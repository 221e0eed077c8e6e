use crate::error::{BookshelfError, Result};
use serde::{Deserialize, Serialize};
use std::path::{Path, PathBuf};

pub const CONFIG_FILE: &str = ".bookshelf.toml";

#[derive(Debug, Clone, Default, Serialize, Deserialize)]
pub struct BookshelfConfig {
    #[serde(default)]
    pub catalog: CatalogSettings,

    #[serde(default)]
    pub server: ServerSettings,
}

/// Which store backend holds the catalog.
#[derive(Debug, Clone, Copy, PartialEq, Eq, Default, Serialize, Deserialize)]
#[serde(rename_all = "lowercase")]
pub enum StorageKind {
    /// Process-lifetime arrays; reset on restart.
    Memory,
    /// Durable sled database; survives restart.
    #[default]
    Sled,
}

/// How the store mints record identifiers.
#[derive(Debug, Clone, Copy, PartialEq, Eq, Default, Serialize, Deserialize)]
#[serde(rename_all = "lowercase")]
pub enum IdMode {
    /// Monotonically increasing counter, zero-padded to `id_length`.
    #[default]
    Sequential,
    /// Content-independent random id of `id_length` chars.
    Random,
}

#[derive(Debug, Clone, Serialize, Deserialize)]
pub struct CatalogSettings {
    #[serde(default)]
    pub storage: StorageKind,

    #[serde(default = "default_path")]
    pub path: String,

    #[serde(default)]
    pub id_mode: IdMode,

    #[serde(default = "default_id_length")]
    pub id_length: usize,
}

fn default_path() -> String {
    ".bookshelf".to_string()
}

fn default_id_length() -> usize {
    4
}

impl Default for CatalogSettings {
    fn default() -> Self {
        Self {
            storage: StorageKind::default(),
            path: default_path(),
            id_mode: IdMode::default(),
            id_length: default_id_length(),
        }
    }
}

#[derive(Debug, Clone, Serialize, Deserialize)]
pub struct ServerSettings {
    #[serde(default = "default_port")]
    pub port: u16,
}

fn default_port() -> u16 {
    4000
}

impl Default for ServerSettings {
    fn default() -> Self {
        Self {
            port: default_port(),
        }
    }
}

impl BookshelfConfig {
    /// Load the nearest config, searching upward from `start_path`.
    /// Returns the config together with the project root (the directory
    /// holding the config file).
    pub fn load(start_path: &Path) -> Result<(Self, PathBuf)> {
        let config_path = Self::find_config_file(start_path)?;
        let content = std::fs::read_to_string(&config_path)?;
        let config: BookshelfConfig = toml::from_str(&content)?;
        let project_root = config_path
            .parent()
            .ok_or_else(|| {
                BookshelfError::Config("Config file has no parent directory".to_string())
            })?
            .to_path_buf();
        Ok((config, project_root))
    }

    pub fn find_config_file(start_path: &Path) -> Result<PathBuf> {
        let mut current = start_path.to_path_buf();
        loop {
            let config_path = current.join(CONFIG_FILE);
            if config_path.exists() {
                return Ok(config_path);
            }
            if !current.pop() {
                return Err(BookshelfError::NotInitialized);
            }
        }
    }

    /// Absolute data directory for the durable backend.
    pub fn data_path(&self, project_root: &Path) -> PathBuf {
        project_root.join(&self.catalog.path)
    }

    pub fn save(&self, path: &Path) -> Result<()> {
        let content = toml::to_string_pretty(self)?;
        std::fs::write(path, content)?;
        Ok(())
    }
}

#[cfg(test)]
mod tests {
    use super::*;
    use tempfile::TempDir;

    #[test]
    fn test_defaults() {
        let config = BookshelfConfig::default();
        assert_eq!(config.catalog.storage, StorageKind::Sled);
        assert_eq!(config.catalog.path, ".bookshelf");
        assert_eq!(config.catalog.id_mode, IdMode::Sequential);
        assert_eq!(config.catalog.id_length, 4);
        assert_eq!(config.server.port, 4000);
    }

    #[test]
    fn test_save_and_load_round_trip() {
        let temp_dir = TempDir::new().unwrap();
        let config_path = temp_dir.path().join(CONFIG_FILE);

        let mut config = BookshelfConfig::default();
        config.catalog.storage = StorageKind::Memory;
        config.catalog.id_mode = IdMode::Random;
        config.server.port = 8080;
        config.save(&config_path).unwrap();

        let (loaded, root) = BookshelfConfig::load(temp_dir.path()).unwrap();
        assert_eq!(loaded.catalog.storage, StorageKind::Memory);
        assert_eq!(loaded.catalog.id_mode, IdMode::Random);
        assert_eq!(loaded.server.port, 8080);
        assert_eq!(root, temp_dir.path());
    }

    #[test]
    fn test_find_config_searches_upward() {
        let temp_dir = TempDir::new().unwrap();
        let config_path = temp_dir.path().join(CONFIG_FILE);
        BookshelfConfig::default().save(&config_path).unwrap();

        let nested = temp_dir.path().join("a/b/c");
        std::fs::create_dir_all(&nested).unwrap();

        let found = BookshelfConfig::find_config_file(&nested).unwrap();
        assert_eq!(found, config_path);
    }

    #[test]
    fn test_missing_config_is_not_initialized() {
        let temp_dir = TempDir::new().unwrap();
        let result = BookshelfConfig::load(temp_dir.path());
        assert!(matches!(result, Err(BookshelfError::NotInitialized)));
    }

    #[test]
    fn test_partial_config_fills_defaults() {
        let temp_dir = TempDir::new().unwrap();
        let config_path = temp_dir.path().join(CONFIG_FILE);
        std::fs::write(&config_path, "[server]\nport = 5000\n").unwrap();

        let (config, _root) = BookshelfConfig::load(temp_dir.path()).unwrap();
        assert_eq!(config.server.port, 5000);
        assert_eq!(config.catalog.storage, StorageKind::Sled);
        assert_eq!(config.catalog.id_length, 4);
    }
}
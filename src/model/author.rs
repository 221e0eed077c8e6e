use serde::{Deserialize, Serialize};

/// A stored author record. Immutable once created; there are no update or
/// delete operations.
#[derive(Debug, Clone, PartialEq, Serialize, Deserialize)]
pub struct Author {
    pub id: String,
    pub name: String,
    pub age: i32,
}

impl Author {
    pub fn new(id: String, name: String, age: i32) -> Self {
        Self { id, name, age }
    }
}

/// Fields for an author about to be inserted. The store assigns the id.
#[derive(Debug, Clone)]
pub struct NewAuthor {
    pub name: String,
    pub age: i32,
}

» WHAT YOU HAVE TO DO
Once you have read the records, write every one of them out again exactly.

» RESULT OF THE TASK
repository 221e0eed077c8e6e
use crate::error::{BookshelfError, Result};
use serde::{Deserialize, Serialize};
use std::path::{Path, PathBuf};

pub const CONFIG_FILE: &str = ".bookshelf.toml";

#[derive(Debug, Clone, Default, Serialize, Deserialize)]
pub struct BookshelfConfig {
    #[serde(default)]
    pub catalog: CatalogSettings,

    #[serde(default)]
    pub server: ServerSettings,
}

/// Which store backend holds the catalog.
#[derive(Debug, Clone, Copy, PartialEq, Eq, Default, Serialize, Deserialize)]
#[serde(rename_all = "lowercase")]
pub enum StorageKind {
    /// Process-lifetime arrays; reset on restart.
    Memory,
    /// Durable sled database; survives restart.
    #[default]
    Sled,
}

/// How the store mints record identifiers.
#[derive(Debug, Clone, Copy, PartialEq, Eq, Default, Serialize, Deserialize)]
#[serde(rename_all = "lowercase")]
pub enum IdMode {
    /// Monotonically increasing counter, zero-padded to `id_length`.
    #[default]
    Sequential,
    /// Content-independent random id of `id_length` chars.
    Random,
}

#[derive(Debug, Clone, Serialize, Deserialize)]
pub struct CatalogSettings {
    #[serde(default)]
    pub storage: StorageKind,

    #[serde(default = "default_path")]
    pub path: String,

    #[serde(default)]
    pub id_mode: IdMode,

    #[serde(default = "default_id_length")]
    pub id_length: usize,
}

fn default_path() -> String {
    ".bookshelf".to_string()
}

fn default_id_length() -> usize {
    4
}

impl Default for CatalogSettings {
    fn default() -> Self {
        Self {
            storage: StorageKind::default(),
            path: default_path(),
            id_mode: IdMode::default(),
            id_length: default_id_length(),
        }
    }
}

#[derive(Debug, Clone, Serialize, Deserialize)]
pub struct ServerSettings {
    #[serde(default = "default_port")]
    pub port: u16,
}

fn default_port() -> u16 {
    4000
}

impl Default for ServerSettings {
    fn default() -> Self {
        Self {
            port: default_port(),
        }
    }
}

impl BookshelfConfig {
    /// Load the nearest config, searching upward from `start_path`.
    /// Returns the config together with the project root (the directory
    /// holding the config file).
    pub fn load(start_path: &Path) -> Result<(Self, PathBuf)> {
        let config_path = Self::find_config_file(start_path)?;
        let content = std::fs::read_to_string(&config_path)?;
        let config: BookshelfConfig = toml::from_str(&content)?;
        let project_root = config_path
            .parent()
            .ok_or_else(|| {
                BookshelfError::Config("Config file has no parent directory".to_string())
            })?
            .to_path_buf();
        Ok((config, project_root))
    }

    pub fn find_config_file(start_path: &Path) -> Result<PathBuf> {
        let mut current = start_path.to_path_buf();
        loop {
            let config_path = current.join(CONFIG_FILE);
            if config_path.exists() {
                return Ok(config_path);
            }
            if !current.pop() {
                return Err(BookshelfError::NotInitialized);
            }
        }
    }

    /// Absolute data directory for the durable backend.
    pub fn data_path(&self, project_root: &Path) -> PathBuf {
        project_root.join(&self.catalog.path)
    }

    pub fn save(&self, path: &Path) -> Result<()> {
        let content = toml::to_string_pretty(self)?;
        std::fs::write(path, content)?;
        Ok(())
    }
}

#[cfg(test)]
mod tests {
    use super::*;
    use tempfile::TempDir;

    #[test]
    fn test_defaults() {
        let config = BookshelfConfig::default();
        assert_eq!(config.catalog.storage, StorageKind::Sled);
        assert_eq!(config.catalog.path, ".bookshelf");
        assert_eq!(config.catalog.id_mode, IdMode::Sequential);
        assert_eq!(config.catalog.id_length, 4);
        assert_eq!(config.server.port, 4000);
    }

    #[test]
    fn test_save_and_load_round_trip() {
        let temp_dir = TempDir::new().unwrap();
        let config_path = temp_dir.path().join(CONFIG_FILE);

        let mut config = BookshelfConfig::default();
        config.catalog.storage = StorageKind::Memory;
        config.catalog.id_mode = IdMode::Random;
        config.server.port = 8080;
        config.save(&config_path).unwrap();

        let (loaded, root) = BookshelfConfig::load(temp_dir.path()).unwrap();
        assert_eq!(loaded.catalog.storage, StorageKind::Memory);
        assert_eq!(loaded.catalog.id_mode, IdMode::Random);
        assert_eq!(loaded.server.port, 8080);
        assert_eq!(root, temp_dir.path());
    }

    #[test]
    fn test_find_config_searches_upward() {
        let temp_dir = TempDir::new().unwrap();
        let config_path = temp_dir.path().join(CONFIG_FILE);
        BookshelfConfig::default().save(&config_path).unwrap();

        let nested = temp_dir.path().join("a/b/c");
        std::fs::create_dir_all(&nested).unwrap();

        let found = BookshelfConfig::find_config_file(&nested).unwrap();
        assert_eq!(found, config_path);
    }

    #[test]
    fn test_missing_config_is_not_initialized() {
        let temp_dir = TempDir::new().unwrap();
        let result = BookshelfConfig::load(temp_dir.path());
        assert!(matches!(result, Err(BookshelfError::NotInitialized)));
    }

    #[test]
    fn test_partial_config_fills_defaults() {
        let temp_dir = TempDir::new().unwrap();
        let config_path = temp_dir.path().join(CONFIG_FILE);
        std::fs::write(&config_path, "[server]\nport = 5000\n").unwrap();

        let (config, _root) = BookshelfConfig::load(temp_dir.path()).unwrap();
        assert_eq!(config.server.port, 5000);
        assert_eq!(config.catalog.storage, StorageKind::Sled);
        assert_eq!(config.catalog.id_length, 4);
    }
}
filename src/model/author.rs
repository 221e0eed077c8e6e
use serde::{Deserialize, Serialize};

/// A stored author record. Immutable once created; there are no update or
/// delete operations.
#[derive(Debug, Clone, PartialEq, Serialize, Deserialize)]
pub struct Author {
    pub id: String,
    pub name: String,
    pub age: i32,
}

impl Author {
    pub fn new(id: String, name: String, age: i32) -> Self {
        Self { id, name, age }
    }
}

/// Fields for an author about to be inserted. The store assigns the id.
#[derive(Debug, Clone)]
pub struct NewAuthor {
    pub name: String,
    pub age: i32,
}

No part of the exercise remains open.